In my first week of teaching in the poorest section of San Diego I remember being shocked by high school students with teeth missing or poor eyesight with no corrective glasses or untreated but correctible physical abnormalities. As I got to know students and their families over the seven years that I taught there, the overwhelmingly obvious problem was poverty. I had come from a world where virtually everybody, adults and children, had more than enough of anything money can buy. Of course, there were folks with problems in that affluent world, but health care was not an issue for a single child, pre-kindergarten through twelfth grade, at Francis Parker School, The Darrow School, or The Potomac School, places where I was headmaster for most of my career. Most of the families served by Gompers Secondary School in Southeast San Diego are lower-income working families or indigent families on one form or another of public assistance who often don’t have discretionary income for much of anything except basic food and shelter. Some had jobs with health insurance benefits, but if a worker was required to pay a substantial portion of the premium, the benefit could not be afforded.
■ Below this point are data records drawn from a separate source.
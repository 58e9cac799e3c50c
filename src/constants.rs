//! Global constants for the zone editor

use std::time::Duration;

/// Quiet period after the last zone edit before an autosave is sent
pub const DEFAULT_AUTOSAVE_DELAY: Duration = Duration::from_secs(2);

/// Default backend base URL (the admin API)
pub const DEFAULT_BACKEND_URL: &str = "http://localhost:5000";

/// Default HTTP request timeout
pub const DEFAULT_REQUEST_TIMEOUT: Duration = Duration::from_secs(10);

/// Dedicated zone list endpoint (GET and POST)
pub const ZONES_ENDPOINT: &str = "/api/settings/roi";

/// General settings endpoint, used as a load fallback
pub const SETTINGS_ENDPOINT: &str = "/api/settings";

/// Reference snapshot endpoint (JPEG from the configured camera)
pub const SNAPSHOT_ENDPOINT: &str = "/api/camera/config_snapshot";

/// Largest snapshot body accepted from the backend
pub const MAX_SNAPSHOT_BYTES: u64 = 32 * 1024 * 1024;

/// Upper bound on cells produced by one grid generation
pub const MAX_GRID_CELLS: u32 = 1024;

/// Name given to a zone converted from the legacy single-ROI setting
pub const LEGACY_ZONE_NAME: &str = "ROI 1";

/// Stable id for the zone converted from the legacy single-ROI setting
pub const LEGACY_ZONE_ID: &str = "roi-legacy";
I am acquainted with some comfortable people who dismiss the problem by saying “those people” often spend their money on cigarettes and drugs and alcohol and gambling and the list goes on; but that’s completely beside the point. Alcoholism and drug abuse and gambling and a bunch of other money-burning problems must be addressed in other ways. The problems growing out of lack of basic health care for citizens isn’t solved by despising reckless foolish spending by people whose families lack basic health care.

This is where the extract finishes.